*** Opening of DATASET ***

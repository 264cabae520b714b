use std::path::{Path, PathBuf};
use std::sync::Arc;

use anyhow::{Context, Result};
use arrow::array::{BooleanArray, Float64Array, Int64Array, StringArray};
use arrow::datatypes::{DataType, Field, Schema};
use arrow::record_batch::RecordBatch;
use arrow::util::pretty::print_batches;
use log::info;
use parquet::arrow::ArrowWriter;

/// Records per second.
const SAMPLERATE: f64 = 10.0;

/// Pressure cycles in the acquisition.
const CYCLES: usize = 6;

/// Records per cycle: ramp up, hold, vent, idle.
const RAMP: usize = 40;
const HOLD: usize = 30;
const VENT: usize = 20;
const IDLE: usize = 25;

/// Minimal deterministic PRNG (xoshiro256**)
struct SimpleRng {
    state: [u64; 4],
}

impl SimpleRng {
    fn new(seed: u64) -> Self {
        let mut s = [0u64; 4];
        let mut x = seed;
        for slot in &mut s {
            x = x.wrapping_mul(6364136223846793005).wrapping_add(1);
            *slot = x;
        }
        SimpleRng { state: s }
    }

    fn next_u64(&mut self) -> u64 {
        let result = (self.state[1].wrapping_mul(5))
            .rotate_left(7)
            .wrapping_mul(9);
        let t = self.state[1] << 17;
        self.state[2] ^= self.state[0];
        self.state[3] ^= self.state[1];
        self.state[1] ^= self.state[2];
        self.state[0] ^= self.state[3];
        self.state[2] ^= t;
        self.state[3] = self.state[3].rotate_left(45);
        result
    }

    fn next_f64(&mut self) -> f64 {
        (self.next_u64() >> 11) as f64 / (1u64 << 53) as f64
    }

    /// Box-Muller transform for normal distribution
    fn gauss(&mut self, mean: f64, std_dev: f64) -> f64 {
        let u1 = self.next_f64().max(1e-15);
        let u2 = self.next_f64();
        let z = (-2.0 * u1.ln()).sqrt() * (2.0 * std::f64::consts::PI * u2).cos();
        mean + std_dev * z
    }
}

/// Column buffers of the synthetic acquisition.
#[derive(Default)]
struct Acquisition {
    time: Vec<f64>,
    pressure: Vec<f64>,
    valve: Vec<bool>,
    speed: Vec<i64>,
    mode: Vec<&'static str>,
}

impl Acquisition {
    fn push(&mut self, pressure: f64, valve: bool, speed: i64, mode: &'static str) {
        self.time.push(self.time.len() as f64 / SAMPLERATE);
        self.pressure.push(pressure);
        self.valve.push(valve);
        self.speed.push(speed);
        self.mode.push(mode);
    }

    fn len(&self) -> usize {
        self.time.len()
    }
}

fn generate(rng: &mut SimpleRng) -> Acquisition {
    let mut acq = Acquisition::default();
    for cycle in 0..CYCLES {
        // later cycles hold a little higher and a little shorter
        let peak = 4.0 + cycle as f64 * 0.5;
        let hold = HOLD - cycle * 3;

        for i in 0..RAMP {
            let p = peak * (i + 1) as f64 / RAMP as f64;
            acq.push(p + rng.gauss(0.0, 0.02), true, 1200, "ramp");
        }
        for _ in 0..hold {
            acq.push(peak + rng.gauss(0.0, 0.05), true, 1500, "hold");
        }
        for i in 0..VENT {
            let p = peak * (1.0 - (i + 1) as f64 / VENT as f64);
            acq.push(p.max(0.0) + rng.gauss(0.0, 0.02).abs(), false, 800, "vent");
        }
        for _ in 0..IDLE {
            acq.push(rng.gauss(0.0, 0.01).abs(), false, 0, "idle");
        }
    }
    acq
}

fn write_csv(acq: &Acquisition, path: &Path) -> Result<()> {
    let mut writer = csv::Writer::from_path(path)
        .with_context(|| format!("creating {}", path.display()))?;
    writer.write_record(["time", "pressure", "valve", "speed", "mode"])?;
    for i in 0..acq.len() {
        writer.write_record([
            format!("{:.1}", acq.time[i]),
            format!("{:.4}", acq.pressure[i]),
            acq.valve[i].to_string(),
            acq.speed[i].to_string(),
            acq.mode[i].to_string(),
        ])?;
    }
    writer.flush()?;
    Ok(())
}

fn to_batch(acq: &Acquisition) -> Result<RecordBatch> {
    let schema = Arc::new(Schema::new(vec![
        Field::new("time", DataType::Float64, false),
        Field::new("pressure", DataType::Float64, false),
        Field::new("valve", DataType::Boolean, false),
        Field::new("speed", DataType::Int64, false),
        Field::new("mode", DataType::Utf8, false),
    ]));

    let batch = RecordBatch::try_new(
        schema,
        vec![
            Arc::new(Float64Array::from(acq.time.clone())),
            Arc::new(Float64Array::from(acq.pressure.clone())),
            Arc::new(BooleanArray::from(acq.valve.clone())),
            Arc::new(Int64Array::from(acq.speed.clone())),
            Arc::new(StringArray::from(acq.mode.clone())),
        ],
    )
    .context("building record batch")?;
    Ok(batch)
}

fn write_parquet(batch: &RecordBatch, path: &Path) -> Result<()> {
    let file = std::fs::File::create(path)
        .with_context(|| format!("creating {}", path.display()))?;
    let mut writer = ArrowWriter::try_new(file, batch.schema(), None)
        .context("creating parquet writer")?;
    writer.write(batch).context("writing batch")?;
    writer.close().context("closing parquet writer")?;
    Ok(())
}

fn main() -> Result<()> {
    env_logger::init();

    let out_dir = PathBuf::from(std::env::args().nth(1).unwrap_or_else(|| ".".into()));
    std::fs::create_dir_all(&out_dir)
        .with_context(|| format!("creating {}", out_dir.display()))?;

    let mut rng = SimpleRng::new(42);
    let acq = generate(&mut rng);
    let batch = to_batch(&acq)?;

    let csv_path = out_dir.join("sample_acquisition.csv");
    let parquet_path = out_dir.join("sample_acquisition.parquet");
    write_csv(&acq, &csv_path)?;
    write_parquet(&batch, &parquet_path)?;
    info!("sample rate {SAMPLERATE} Hz, {CYCLES} cycles");

    print_batches(&[batch.slice(0, batch.num_rows().min(5))])?;
    println!(
        "Wrote {} records to {} and {}",
        acq.len(),
        csv_path.display(),
        parquet_path.display()
    );
    Ok(())
}
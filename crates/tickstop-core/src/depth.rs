//! Depth snapshot types.
//!
//! A depth snapshot is a ranked list of price levels per side as the
//! venue publishes it: bids descending, asks ascending. Snapshots are
//! full images of the top of the book, not diffs.

use crate::{Price, Size};
use serde::{Deserialize, Serialize};
use std::fmt;

/// Number of levels per side kept from each snapshot.
pub const DEFAULT_DEPTH: usize = 5;

/// Book side.
#[derive(Debug, Clone, Copy, PartialEq, Eq, Hash, Serialize, Deserialize)]
#[serde(rename_all = "lowercase")]
pub enum BookSide {
    Bid,
    Ask,
}

impl fmt::Display for BookSide {
    fn fmt(&self, f: &mut fmt::Formatter<'_>) -> fmt::Result {
        match self {
            Self::Bid => write!(f, "bid"),
            Self::Ask => write!(f, "ask"),
        }
    }
}

/// One (price, aggregate size) pair at a depth position.
#[derive(Debug, Clone, Copy, PartialEq, Eq, Serialize, Deserialize)]
pub struct PriceLevel {
    pub price: Price,
    pub size: Size,
}

impl PriceLevel {
    pub fn new(price: Price, size: Size) -> Self {
        Self { price, size }
    }
}

/// Depth snapshot for one instrument.
#[derive(Debug, Clone, Default, PartialEq, Eq, Serialize, Deserialize)]
pub struct DepthTick {
    /// Bids, best (highest) first.
    pub bids: Vec<PriceLevel>,
    /// Asks, best (lowest) first.
    pub asks: Vec<PriceLevel>,
    /// Venue sequence/version marker.
    pub version: u64,
    /// Server timestamp (ms).
    pub ts: i64,
}

impl DepthTick {
    /// Keep only the top `depth` levels of each side.
    pub fn truncate(&mut self, depth: usize) {
        self.bids.truncate(depth);
        self.asks.truncate(depth);
    }

    /// Levels for one side.
    pub fn side(&self, side: BookSide) -> &[PriceLevel] {
        match side {
            BookSide::Bid => &self.bids,
            BookSide::Ask => &self.asks,
        }
    }

    pub fn is_empty(&self) -> bool {
        self.bids.is_empty() && self.asks.is_empty()
    }
}

#[cfg(test)]
mod tests {
    use super::*;
    use rust_decimal_macros::dec;

    fn level(px: rust_decimal::Decimal, sz: rust_decimal::Decimal) -> PriceLevel {
        PriceLevel::new(Price::new(px), Size::new(sz))
    }

    #[test]
    fn test_truncate_keeps_best_levels() {
        let mut tick = DepthTick {
            bids: (0..8)
                .map(|i| level(dec!(100) - rust_decimal::Decimal::from(i), dec!(1)))
                .collect(),
            asks: vec![level(dec!(101), dec!(1)), level(dec!(102), dec!(2))],
            version: 7,
            ts: 0,
        };

        tick.truncate(DEFAULT_DEPTH);

        assert_eq!(tick.bids.len(), 5);
        assert_eq!(tick.bids[0].price.inner(), dec!(100));
        assert_eq!(tick.bids[4].price.inner(), dec!(96));
        // Shorter side is untouched
        assert_eq!(tick.asks.len(), 2);
    }

    #[test]
    fn test_default_is_empty() {
        assert!(DepthTick::default().is_empty());
    }
}
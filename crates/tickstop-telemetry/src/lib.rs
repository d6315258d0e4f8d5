//! Prometheus metrics and structured logging for tickstop.
//!
//! Provides:
//! - `tracing` subscriber setup (JSON in production, pretty otherwise)
//! - Prometheus collectors for the connection, the dispatcher, the depth
//!   pipeline and the trigger

pub mod error;
pub mod logging;
pub mod metrics;

pub use error::{TelemetryError, TelemetryResult};
pub use logging::init_logging;
pub use metrics::Metrics;
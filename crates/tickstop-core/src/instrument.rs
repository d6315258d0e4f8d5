//! Instrument identification.
//!
//! An instrument is a base/quote currency pair. It is case-folded on
//! construction so it can be used directly as the key for subscription
//! bookkeeping. The venue knows some currencies under another ticker;
//! those aliases are applied only when the symbol is rendered for the
//! wire, never to the key itself.

use crate::error::{CoreError, Result};
use serde::{Deserialize, Serialize};
use std::fmt;
use std::str::FromStr;

/// Venue ticker aliases: (alternate, canonical).
const SYMBOL_ALIASES: &[(&str, &str)] = &[("bcc", "bch")];

/// Depth aggregation step used for every subscription.
pub const DEPTH_STEP: &str = "step0";

fn venue_currency(currency: &str) -> &str {
    SYMBOL_ALIASES
        .iter()
        .find(|(alt, _)| *alt == currency)
        .map(|(_, canonical)| *canonical)
        .unwrap_or(currency)
}

/// Normalized trading pair.
#[derive(Debug, Clone, PartialEq, Eq, PartialOrd, Ord, Hash, Serialize, Deserialize)]
pub struct Instrument {
    base: String,
    quote: String,
}

impl Instrument {
    /// Create from base and quote currencies.
    pub fn new(base: &str, quote: &str) -> Result<Self> {
        let base = base.trim().to_lowercase();
        let quote = quote.trim().to_lowercase();
        if base.is_empty() || quote.is_empty() {
            return Err(CoreError::InvalidInstrument(format!("{base}_{quote}")));
        }
        if !base.chars().chain(quote.chars()).all(|c| c.is_ascii_alphanumeric()) {
            return Err(CoreError::InvalidInstrument(format!("{base}_{quote}")));
        }
        Ok(Self { base, quote })
    }

    pub fn base(&self) -> &str {
        &self.base
    }

    pub fn quote(&self) -> &str {
        &self.quote
    }

    /// Symbol as the venue expects it (aliases applied), e.g. `bchbtc`.
    pub fn venue_symbol(&self) -> String {
        format!(
            "{}{}",
            venue_currency(&self.base),
            venue_currency(&self.quote)
        )
    }

    /// Depth channel this instrument subscribes to.
    pub fn depth_channel(&self) -> String {
        format!("market.{}.depth.{}", self.venue_symbol(), DEPTH_STEP)
    }
}

impl fmt::Display for Instrument {
    fn fmt(&self, f: &mut fmt::Formatter<'_>) -> fmt::Result {
        write!(f, "{}_{}", self.base, self.quote)
    }
}

/// Parses the `base_quote` form, e.g. `zrx_btc`.
impl FromStr for Instrument {
    type Err = CoreError;

    fn from_str(s: &str) -> Result<Self> {
        let mut parts = s.split('_');
        match (parts.next(), parts.next(), parts.next()) {
            (Some(base), Some(quote), None) => Self::new(base, quote),
            _ => Err(CoreError::InvalidInstrument(format!(
                "{s} (expected base_quote, e.g. zrx_btc)"
            ))),
        }
    }
}
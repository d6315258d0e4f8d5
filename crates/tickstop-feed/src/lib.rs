//! Depth feed processing for tickstop.
//!
//! Turns successive full-depth snapshots into incremental book-order
//! events and projects those events back into a top-of-book view:
//! - `diff`: price-level diff between two snapshots of one side
//! - `UpdateHandler`: one task per instrument, snapshot in, events out
//! - `OrderBook`: capped bid/ask projection answering best-level queries

pub mod book;
pub mod diff;
pub mod error;
pub mod handler;

pub use book::{BestChange, OrderBook, DEFAULT_BOOK_CAPACITY};
pub use diff::diff;
pub use error::{FeedError, FeedResult};
pub use handler::{spawn_update_handler, UpdateHandle, UpdateHandler, UpdateHandlerConfig};
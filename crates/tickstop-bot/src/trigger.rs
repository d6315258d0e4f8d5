//! Decision loop.
//!
//! Applies book-order events to the projection and fires exactly one limit
//! order the first time the watched best price reaches the stop.

use crate::config::TriggerParams;
use crate::error::{AppError, AppResult};
use std::time::Instant;
use tickstop_core::{BookOrder, OrderSide, Price};
use tickstop_feed::{BestChange, OrderBook};
use tickstop_rest::OrderPlacer;
use tickstop_telemetry::Metrics;
use tokio::sync::mpsc;
use tracing::{debug, error, info, trace};

/// Stop condition for one side.
///
/// Sell watches the lowest ask, buy watches the highest bid; either fires
/// once the watched price is at or below the stop.
#[derive(Debug, Clone, Copy, PartialEq, Eq)]
pub struct StopRule {
    pub side: OrderSide,
    pub stop_price: Price,
}

impl StopRule {
    pub fn new(side: OrderSide, stop_price: Price) -> Self {
        Self { side, stop_price }
    }

    /// Evaluated only when the watched best price moved.
    pub fn is_met(&self, book: &OrderBook, change: BestChange) -> bool {
        match self.side {
            OrderSide::Sell => {
                change.ask
                    && book
                        .best_ask()
                        .is_some_and(|level| level.price <= self.stop_price)
            }
            OrderSide::Buy => {
                change.bid
                    && book
                        .best_bid()
                        .is_some_and(|level| level.price <= self.stop_price)
            }
        }
    }
}

/// Result of a fired trigger.
#[derive(Debug, Clone, PartialEq, Eq)]
pub struct TriggerOutcome {
    /// Venue order id.
    pub order_id: String,
    /// Events applied, including the one that fired.
    pub events_seen: u64,
}

pub struct StopTrigger {
    params: TriggerParams,
    rule: StopRule,
    book: OrderBook,
    events_seen: u64,
    ready_logged: bool,
}

impl StopTrigger {
    pub fn new(params: TriggerParams, book_capacity: usize) -> Self {
        let rule = StopRule::new(params.side, params.stop_price);
        Self {
            params,
            rule,
            book: OrderBook::new(book_capacity),
            events_seen: 0,
            ready_logged: false,
        }
    }

    pub fn book(&self) -> &OrderBook {
        &self.book
    }

    /// Apply one event. Returns true when the stop is reached.
    pub fn on_event(&mut self, event: &BookOrder) -> bool {
        if event.instrument != self.params.instrument {
            trace!(instrument = %event.instrument, "Ignoring event for other instrument");
            return false;
        }

        self.events_seen += 1;
        let change = self.book.apply(event);

        if !self.ready_logged && self.book.is_ready() {
            self.ready_logged = true;
            info!(
                instrument = %self.params.instrument,
                best_bid = ?self.book.best_bid().map(|l| l.price.to_string()),
                best_ask = ?self.book.best_ask().map(|l| l.price.to_string()),
                "Order book ready"
            );
        }

        if change.bid || change.ask {
            debug!(
                instrument = %self.params.instrument,
                best_bid = ?self.book.best_bid().map(|l| l.price.to_string()),
                best_ask = ?self.book.best_ask().map(|l| l.price.to_string()),
                "Best price moved"
            );
        }

        self.rule.is_met(&self.book, change)
    }

    /// Consume events until the stop is reached, then place the order.
    ///
    /// Returns after the single placement; events still queued stay in
    /// `events`.
    pub async fn run(
        mut self,
        events: &mut mpsc::Receiver<BookOrder>,
        placer: &dyn OrderPlacer,
    ) -> AppResult<TriggerOutcome> {
        info!(
            instrument = %self.params.instrument,
            side = %self.params.side,
            stop_price = %self.params.stop_price,
            limit_price = %self.params.limit_price,
            amount = %self.params.amount,
            "Watching for stop"
        );

        loop {
            let event = events.recv().await.ok_or(AppError::StreamEnded)?;
            if self.on_event(&event) {
                break;
            }
        }

        let instrument = self.params.instrument.to_string();
        let side = self.params.side.to_string();
        Metrics::trigger_fired(&instrument, &side);
        info!(
            instrument = %instrument,
            side = %side,
            best_bid = ?self.book.best_bid().map(|l| l.price.to_string()),
            best_ask = ?self.book.best_ask().map(|l| l.price.to_string()),
            events_seen = self.events_seen,
            "Stop reached, placing order"
        );

        let order = self.params.limit_order();
        let started = Instant::now();
        let placed = placer.place(&order).await;
        let latency_ms = started.elapsed().as_secs_f64() * 1000.0;

        match placed {
            Ok(order_id) => {
                Metrics::order_latency("ok", latency_ms);
                info!(order_id = %order_id, latency_ms, "Order placed");
                Ok(TriggerOutcome {
                    order_id,
                    events_seen: self.events_seen,
                })
            }
            Err(e) => {
                Metrics::order_latency("error", latency_ms);
                error!(error = %e, latency_ms, "Order placement failed");
                Err(e.into())
            }
        }
    }
}

#[cfg(test)]
mod tests {
    use super::*;
    use rust_decimal::Decimal;
    use rust_decimal_macros::dec;
    use tickstop_core::{BookSide, Instrument, Size};
    use tickstop_rest::MockOrderPlacer;

    fn instrument() -> Instrument {
        "zrx_btc".parse().unwrap()
    }

    fn params(side: OrderSide, stop: Decimal) -> TriggerParams {
        TriggerParams {
            instrument: instrument(),
            side,
            stop_price: Price::new(stop),
            limit_price: Price::new(stop - dec!(1)),
            amount: Size::new(dec!(2)),
        }
    }

    fn event(side: BookSide, is_removal: bool, price: Decimal) -> BookOrder {
        BookOrder::new(
            instrument(),
            side,
            is_removal,
            Price::new(price),
            Size::new(dec!(1)),
        )
    }

    #[test]
    fn test_sell_rule_watches_best_ask() {
        let rule = StopRule::new(OrderSide::Sell, Price::new(dec!(50)));
        let mut book = OrderBook::default();

        let change = book.apply(&event(BookSide::Ask, false, dec!(55)));
        assert!(!rule.is_met(&book, change));

        let change = book.apply(&event(BookSide::Ask, false, dec!(50)));
        assert!(rule.is_met(&book, change));

        // A bid move alone never fires a sell.
        let change = book.apply(&event(BookSide::Bid, false, dec!(40)));
        assert!(!rule.is_met(&book, change));
    }

    #[test]
    fn test_buy_rule_watches_best_bid() {
        let rule = StopRule::new(OrderSide::Buy, Price::new(dec!(50)));
        let mut book = OrderBook::default();

        let change = book.apply(&event(BookSide::Bid, false, dec!(51)));
        assert!(!rule.is_met(&book, change));

        // Worse bid does not move the best price.
        let change = book.apply(&event(BookSide::Bid, false, dec!(45)));
        assert!(!rule.is_met(&book, change));

        let change = book.apply(&event(BookSide::Bid, true, dec!(51)));
        assert!(rule.is_met(&book, change));
    }

    #[test]
    fn test_other_instrument_ignored() {
        let mut trigger = StopTrigger::new(params(OrderSide::Sell, dec!(50)), 10);
        let other = BookOrder::new(
            "eth_btc".parse().unwrap(),
            BookSide::Ask,
            false,
            Price::new(dec!(1)),
            Size::new(dec!(1)),
        );
        assert!(!trigger.on_event(&other));
        assert!(trigger.book().best_ask().is_none());
    }

    #[tokio::test]
    async fn test_sell_fires_once_and_stops_consuming() {
        let (tx, mut rx) = mpsc::channel(16);
        // asks 55 -> 49: removal first, then the addition that crosses.
        tx.send(event(BookSide::Bid, false, dec!(40))).await.unwrap();
        tx.send(event(BookSide::Ask, false, dec!(55))).await.unwrap();
        tx.send(event(BookSide::Ask, true, dec!(55))).await.unwrap();
        tx.send(event(BookSide::Ask, false, dec!(49))).await.unwrap();
        tx.send(event(BookSide::Ask, false, dec!(48))).await.unwrap();

        let placer = MockOrderPlacer::new();
        let trigger = StopTrigger::new(params(OrderSide::Sell, dec!(50)), 10);
        let outcome = trigger.run(&mut rx, &placer).await.unwrap();

        assert_eq!(outcome.order_id, "mock-1");
        assert_eq!(outcome.events_seen, 4);
        let orders = placer.orders();
        assert_eq!(orders.len(), 1);
        assert_eq!(orders[0].side, OrderSide::Sell);
        assert_eq!(orders[0].price, Price::new(dec!(49)));

        // The event after the crossing was never consumed.
        assert_eq!(
            rx.try_recv().unwrap(),
            event(BookSide::Ask, false, dec!(48))
        );
    }

    #[tokio::test]
    async fn test_stream_end_without_trigger() {
        let (tx, mut rx) = mpsc::channel(4);
        tx.send(event(BookSide::Ask, false, dec!(55))).await.unwrap();
        drop(tx);

        let placer = MockOrderPlacer::new();
        let trigger = StopTrigger::new(params(OrderSide::Sell, dec!(50)), 10);
        let result = trigger.run(&mut rx, &placer).await;

        assert!(matches!(result, Err(AppError::StreamEnded)));
        assert!(placer.orders().is_empty());
    }

    #[tokio::test]
    async fn test_placement_failure_is_surfaced() {
        let (tx, mut rx) = mpsc::channel(4);
        tx.send(event(BookSide::Bid, false, dec!(50))).await.unwrap();

        let placer = MockOrderPlacer::new();
        placer.set_fail(true);
        let trigger = StopTrigger::new(params(OrderSide::Buy, dec!(50)), 10);
        let result = trigger.run(&mut rx, &placer).await;

        assert!(matches!(result, Err(AppError::Rest(_))));
        assert_eq!(placer.orders().len(), 1);
    }
}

*** Close of DATASET ***

WHAT IS EXPECTED: Given the data above, transcribe exactly the lines from the one containing "const SAMPLERATE: f64 = 10.0;" down to the one containing "fn next_u64(&mut self)", and no others.

RESPONSE FOR THIS EXERCISE:
const SAMPLERATE: f64 = 10.0;

/// Pressure cycles in the acquisition.
const CYCLES: usize = 6;

/// Records per cycle: ramp up, hold, vent, idle.
const RAMP: usize = 40;
const HOLD: usize = 30;
const VENT: usize = 20;
const IDLE: usize = 25;

/// Minimal deterministic PRNG (xoshiro256**)
struct SimpleRng {
    state: [u64; 4],
}

impl SimpleRng {
    fn new(seed: u64) -> Self {
        let mut s = [0u64; 4];
        let mut x = seed;
        for slot in &mut s {
            x = x.wrapping_mul(6364136223846793005).wrapping_add(1);
            *slot = x;
        }
        SimpleRng { state: s }
    }

    fn next_u64(&mut self) -> u64 {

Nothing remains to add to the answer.